One of requirements was that the identity column (which is the PK in every table) must be sequential, because it is a good practice (as per lecturer words). That is, when table row is deleted, it's PK must be reused in subsequent inserts. I have average knowledge in RDBMS, PKs and identity columns. From what I understand, that identity column is just a way to let DB to auto-generate PKs when inserting rows and nothing more. And identity column value shall not be related to row attributes in any way (as long as it is not natural key).

This requirement (strictly sequential identity column) was suspicious to me. I tried to ask the lecturer what is wrong if identity is not sequential (with gaps caused by deletions), but got very abstract answer like "it is convenient for users and useful for DB administrators who maintain the database". No specific examples. The argument "convenient for users" sounds silly, because it doesn't have any meaning in business domain.

Therefore I'm curious if these reasons are real? I can think only of one case when identity column reseed is required -- when identity space is exhausted. But this is more design issue when identity column type was chosen incorrectly, say simple int instead of bigint or uniqueidentifier when table contains billion rows. Suppose, an identity column is a clustered index: can gaps in identity column affect index performance? Maybe there are other real-world reasons for automatic identity column re-seed after each delete I'm not aware of?

Thanks in advance!


4 Answers 4


That is, when table row is deleted, it's PK must be reused in subsequent inserts.

What universe is your lecturer from??

That is grossly inefficient.

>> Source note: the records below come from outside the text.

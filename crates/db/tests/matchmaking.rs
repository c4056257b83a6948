//! Integration tests for the matchmaking repositories.
//!
//! Exercises the repository layer against a real database:
//! - Request creation, resume lookup, and the waiting-uniqueness index
//! - Counterpart discovery (team opposition, self-exclusion, ordering)
//! - Compare-and-swap semantics of `mark_matched` and `cancel`
//! - Transactional pairing and its no-counterpart / stale-own outcomes
//! - Orphaned session detection

use rvb_core::team::Team;
use rvb_db::models::lab::CreateLab;
use rvb_db::models::match_request::{CreateMatchRequest, MatchRequest};
use rvb_db::models::status::{RequestStatus, SessionStatus};
use rvb_db::repositories::{LabRepo, LabSessionRepo, MatchRequestRepo, PairingRepo};
use sqlx::PgPool;

// ---------------------------------------------------------------------------
// Helpers
// ---------------------------------------------------------------------------

async fn new_lab(pool: &PgPool, name: &str) -> i64 {
    LabRepo::create(
        pool,
        &CreateLab {
            name: name.to_string(),
            description: None,
            attacker_briefing: None,
            defender_briefing: None,
        },
    )
    .await
    .expect("lab insert should succeed")
    .id
}

async fn new_request(
    pool: &PgPool,
    lab_id: i64,
    team: Team,
    user_id: i64,
    username: &str,
) -> MatchRequest {
    MatchRequestRepo::create(
        pool,
        &CreateMatchRequest {
            lab_id,
            team,
            user_id,
            username: username.to_string(),
        },
    )
    .await
    .expect("request insert should succeed")
}

// ---------------------------------------------------------------------------
// Requests
// ---------------------------------------------------------------------------

#[sqlx::test(migrations = "../../db/migrations")]
async fn create_and_resume_request(pool: PgPool) {
    let lab_id = new_lab(&pool, "sql-injection-101").await;
    let created = new_request(&pool, lab_id, Team::Attacker, 7, "alice").await;

    assert!(created.is_waiting());
    assert!(created.session_id.is_none());

    let resumed = MatchRequestRepo::find_active(&pool, 7, lab_id, Team::Attacker)
        .await
        .unwrap()
        .expect("active request should be found");
    assert_eq!(resumed.id, created.id);

    // A different team or user resolves to nothing.
    assert!(MatchRequestRepo::find_active(&pool, 7, lab_id, Team::Defender)
        .await
        .unwrap()
        .is_none());
    assert!(MatchRequestRepo::find_active(&pool, 8, lab_id, Team::Attacker)
        .await
        .unwrap()
        .is_none());
}

#[sqlx::test(migrations = "../../db/migrations")]
async fn duplicate_waiting_request_rejected_by_store(pool: PgPool) {
    let lab_id = new_lab(&pool, "phishing-lab").await;
    new_request(&pool, lab_id, Team::Defender, 7, "alice").await;

    let duplicate = MatchRequestRepo::create(
        &pool,
        &CreateMatchRequest {
            lab_id,
            team: Team::Defender,
            user_id: 7,
            username: "alice".to_string(),
        },
    )
    .await;

    match duplicate {
        Err(sqlx::Error::Database(db_err)) => {
            assert_eq!(db_err.code().as_deref(), Some("23505"));
            assert_eq!(db_err.constraint(), Some("uq_match_requests_waiting"));
        }
        other => panic!("expected unique violation, got {other:?}"),
    }
}

#[sqlx::test(migrations = "../../db/migrations")]
async fn counterpart_search_filters_team_user_and_status(pool: PgPool) {
    let lab_id = new_lab(&pool, "priv-esc").await;
    let other_lab = new_lab(&pool, "other-lab").await;

    // Same team as the searcher: never a counterpart.
    new_request(&pool, lab_id, Team::Attacker, 2, "bob").await;
    // Right team, wrong lab.
    new_request(&pool, other_lab, Team::Defender, 3, "carol").await;
    // The searcher must never match their own other-side request.
    new_request(&pool, lab_id, Team::Defender, 1, "alice").await;

    assert!(
        MatchRequestRepo::find_waiting_counterpart(&pool, lab_id, Team::Attacker, 1)
            .await
            .unwrap()
            .is_none()
    );

    // Oldest waiting defender wins.
    let first = new_request(&pool, lab_id, Team::Defender, 4, "dave").await;
    new_request(&pool, lab_id, Team::Defender, 5, "erin").await;

    let found = MatchRequestRepo::find_waiting_counterpart(&pool, lab_id, Team::Attacker, 1)
        .await
        .unwrap()
        .expect("a defender should be found");
    assert_eq!(found.id, first.id);

    // A cancelled request disappears from the search.
    assert!(MatchRequestRepo::cancel(&pool, first.id).await.unwrap());
    let next = MatchRequestRepo::find_waiting_counterpart(&pool, lab_id, Team::Attacker, 1)
        .await
        .unwrap()
        .expect("the remaining defender should be found");
    assert_eq!(next.username, "erin");
}

#[sqlx::test(migrations = "../../db/migrations")]
async fn mark_matched_is_compare_and_swap(pool: PgPool) {
    let lab_id = new_lab(&pool, "xss-lab").await;
    let request = new_request(&pool, lab_id, Team::Attacker, 1, "alice").await;
    let other = new_request(&pool, lab_id, Team::Defender, 2, "bob").await;
    let session = LabSessionRepo::create(&pool, lab_id, 1, 2).await.unwrap();

    let won = MatchRequestRepo::mark_matched(&pool, request.id, 2, "bob", session.id)
        .await
        .unwrap();
    assert!(won);

    // Second writer observes zero rows affected.
    let second_session = LabSessionRepo::create(&pool, lab_id, 1, 3).await.unwrap();
    let lost = MatchRequestRepo::mark_matched(&pool, request.id, 3, "mallory", second_session.id)
        .await
        .unwrap();
    assert!(!lost);

    // The row kept the first writer's values.
    let row = MatchRequestRepo::find_by_id(&pool, request.id)
        .await
        .unwrap()
        .unwrap();
    assert_eq!(row.status_id, RequestStatus::Matched.id());
    assert_eq!(row.partner_id, Some(2));
    assert_eq!(row.partner_username.as_deref(), Some("bob"));
    assert_eq!(row.session_id, Some(session.id));

    // Cancel after match is a no-op.
    assert!(!MatchRequestRepo::cancel(&pool, request.id).await.unwrap());
    // Cancel of a waiting row works exactly once.
    assert!(MatchRequestRepo::cancel(&pool, other.id).await.unwrap());
    assert!(!MatchRequestRepo::cancel(&pool, other.id).await.unwrap());
}

// ---------------------------------------------------------------------------
// Sessions
// ---------------------------------------------------------------------------

#[sqlx::test(migrations = "../../db/migrations")]
async fn session_lifecycle_and_distinct_sides(pool: PgPool) {
    let lab_id = new_lab(&pool, "forensics").await;

    let session = LabSessionRepo::create(&pool, lab_id, 1, 2).await.unwrap();
    assert!(session.is_active());

    assert!(LabSessionRepo::mark_abandoned(&pool, session.id).await.unwrap());
    // Abandon is terminal; a second attempt affects nothing.
    assert!(!LabSessionRepo::mark_abandoned(&pool, session.id).await.unwrap());

    let row = LabSessionRepo::find_by_id(&pool, session.id)
        .await
        .unwrap()
        .unwrap();
    assert_eq!(row.status_id, SessionStatus::Abandoned.id());

    // A participant cannot play both sides.
    let same_sides = LabSessionRepo::create(&pool, lab_id, 9, 9).await;
    assert!(same_sides.is_err());
}

// ---------------------------------------------------------------------------
// Transactional pairing
// ---------------------------------------------------------------------------

#[sqlx::test(migrations = "../../db/migrations")]
async fn pairing_updates_both_rows_and_session_atomically(pool: PgPool) {
    let lab_id = new_lab(&pool, "ransomware-response").await;
    let attacker = new_request(&pool, lab_id, Team::Attacker, 1, "alice").await;
    let defender = new_request(&pool, lab_id, Team::Defender, 2, "bob").await;

    let (session, counterpart) = PairingRepo::pair_with_counterpart(&pool, &defender)
        .await
        .unwrap()
        .expect("a counterpart should be available");

    assert_eq!(counterpart.id, attacker.id);
    assert_eq!(session.lab_id, lab_id);
    assert_eq!(session.attacker_user_id, 1);
    assert_eq!(session.defender_user_id, 2);

    for (id, partner, partner_name) in [(attacker.id, 2, "bob"), (defender.id, 1, "alice")] {
        let row = MatchRequestRepo::find_by_id(&pool, id).await.unwrap().unwrap();
        assert_eq!(row.status_id, RequestStatus::Matched.id());
        assert_eq!(row.session_id, Some(session.id));
        assert_eq!(row.partner_id, Some(partner));
        assert_eq!(row.partner_username.as_deref(), Some(partner_name));
    }

    assert_eq!(
        MatchRequestRepo::count_matched_for_session(&pool, session.id)
            .await
            .unwrap(),
        2
    );
}

#[sqlx::test(migrations = "../../db/migrations")]
async fn pairing_without_counterpart_commits_nothing(pool: PgPool) {
    let lab_id = new_lab(&pool, "lonely-lab").await;
    let own = new_request(&pool, lab_id, Team::Attacker, 1, "alice").await;

    let outcome = PairingRepo::pair_with_counterpart(&pool, &own).await.unwrap();
    assert!(outcome.is_none());

    let row = MatchRequestRepo::find_by_id(&pool, own.id).await.unwrap().unwrap();
    assert!(row.is_waiting());
    assert_eq!(LabSessionRepo::find_orphaned(&pool, 0).await.unwrap().len(), 0);
}

#[sqlx::test(migrations = "../../db/migrations")]
async fn pairing_aborts_when_own_request_was_claimed(pool: PgPool) {
    let lab_id = new_lab(&pool, "race-lab").await;
    let own = new_request(&pool, lab_id, Team::Attacker, 1, "alice").await;
    new_request(&pool, lab_id, Team::Defender, 2, "bob").await;

    // A third party claims our row between our poll and our pairing attempt;
    // the stale snapshot still says `waiting`.
    let foreign_session = LabSessionRepo::create(&pool, lab_id, 1, 9).await.unwrap();
    assert!(
        MatchRequestRepo::mark_matched(&pool, own.id, 9, "mallory", foreign_session.id)
            .await
            .unwrap()
    );

    let outcome = PairingRepo::pair_with_counterpart(&pool, &own).await.unwrap();
    assert!(outcome.is_none(), "stale own row must abort the pairing");

    // Nothing of the aborted pairing survived: bob still waits and only the
    // third party's session exists.
    let bob = MatchRequestRepo::find_waiting_counterpart(&pool, lab_id, Team::Attacker, 1)
        .await
        .unwrap()
        .expect("bob should still be waiting");
    assert_eq!(bob.user_id, 2);
    let count: (i64,) = sqlx::query_as("SELECT COUNT(*) FROM lab_sessions")
        .fetch_one(&pool)
        .await
        .unwrap();
    assert_eq!(count.0, 1);
}

// ---------------------------------------------------------------------------
// Orphan detection
// ---------------------------------------------------------------------------

#[sqlx::test(migrations = "../../db/migrations")]
async fn orphan_sweep_sees_half_paired_sessions_only(pool: PgPool) {
    let lab_id = new_lab(&pool, "sweep-lab").await;

    // Fully paired session: not an orphan.
    let a = new_request(&pool, lab_id, Team::Attacker, 1, "alice").await;
    let d = new_request(&pool, lab_id, Team::Defender, 2, "bob").await;
    let healthy = PairingRepo::pair_with_counterpart(&pool, &a)
        .await
        .unwrap()
        .unwrap()
        .0;
    assert_eq!(d.lab_id, lab_id);

    // Session with only one matched request: orphan.
    let half = LabSessionRepo::create(&pool, lab_id, 3, 4).await.unwrap();
    let r = new_request(&pool, lab_id, Team::Attacker, 3, "carol").await;
    assert!(MatchRequestRepo::mark_matched(&pool, r.id, 4, "dave", half.id)
        .await
        .unwrap());

    // Session nobody references at all: orphan.
    let stray = LabSessionRepo::create(&pool, lab_id, 5, 6).await.unwrap();

    // Negative grace pushes the cutoff into the future so freshly created
    // rows qualify without sleeping in the test.
    let orphans = LabSessionRepo::find_orphaned(&pool, -1).await.unwrap();
    let ids: Vec<i64> = orphans.iter().map(|s| s.id).collect();
    assert!(ids.contains(&half.id));
    assert!(ids.contains(&stray.id));
    assert!(!ids.contains(&healthy.id));
}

If you try to do that, you will cut your performance prospects down by a factor of 10.

If you need gapless numbers for auditing reasons, build them explicitly, not directly from database tools. And never delete rows, but flag them as "deleted". This will add to the messiness of queries, since they will have to ignore such rows.

In MySQL, InnoDB requires the existence of a unique PRIMARY KEY for each table. But that is the extent of the requirement. The key can even be a string.

Gaps are a convenience to the users and DBAs, not an inconvenience.

I can think of one case where gapless would be convenient -- chunking into groups of 100 rows at a time. But there is a simple workaround using LIMIT 100,1.

Gaps have zero impact on performance. That includes non-numeric indexes. And non-unique indexes. And composite indexes.

Sure, you can run out of ids. I think I have seen it happen twice in nearly 2 decades of using MySQL. I may as well worry about being struck by an asteroid. It's low on my things-that-keep-me-awake-at-night list.

Gaps occur from (at least): INSERT IGNORE, IODKU, REPLACE, DELETE, ROLLBACK (explicit, or due to crash), Multi-master replication (including Galera and Group Replication). Do you really want to come up with workarounds for those?!

Feel free to have us sanity-check anything else that lecturer says that is suspicious.


Reusing an identity value, should in general be discouraged. Either the value is used entirely internally, in which case it’s actual value is immaterial, or it is also used externally in which case reusing the value is very likely going to lead to a misidentification.

Take the obvious case of an invoice or purchase order number, these might easily come from an identity column and be exposed externally, but you would never want to reuse them for precisely that reason. Both refer to specific transactions which you would not want to get confused.

Resolving such issues can be a big hassle when companies merge or are acquired. Creating such problems on purpose? Not wise.


The reuse of PK id values has problems and generally should be avoided.

First, the implementation of auto_increment columns doesn't provide the guarantee of being gapless. Indeed gaps will occur if you rollback an insert on an auto increment column.

Secondly the gap ID may refer to existing data that hasn't been deleted (due to missing FK constrains). If they translate to member numbers communicated outside the system then that poses potential business identity risks.

Thirdly, bigint unsigned won't run out of IDs for a significant time even given an extremely large insert rate.

The biggest pain with gaps is coming across auditors who insist its an audit flaw. For DBAs they know gaps exist and why.


I won't echo everyone else's comments that that reusing a PK is a bad idea but I have come across times where an identity column needed to be re-seeded.

Corruption of the PK index itself.

Granted this was using MS-SQL and many, many years ago but it still is relevant. Many years ago for the company that I work for, someone thought it would be a good idea to re-use PC's as servers in our 150+ remote locations after they were too old to be used by the clients and then stick them in a closet with no ventilation. When no Because we all know that a pile of junk 10 year old computer in a tiny room with temps of 120+ running mission critical databases could only result in good things. Like 40% failure rates and me rethinking my career choice. We would replicate the data back to the corp headquarters but more often than not, these failures would result in bad things happening to the databases. One of those things were the database having corrupted indexes which would seize up the database and the replication process. Twice in this great environment, the only solution to fix replication was to reseed the indexes and then reestablish replication. We did replace the servers later before ditching them completely.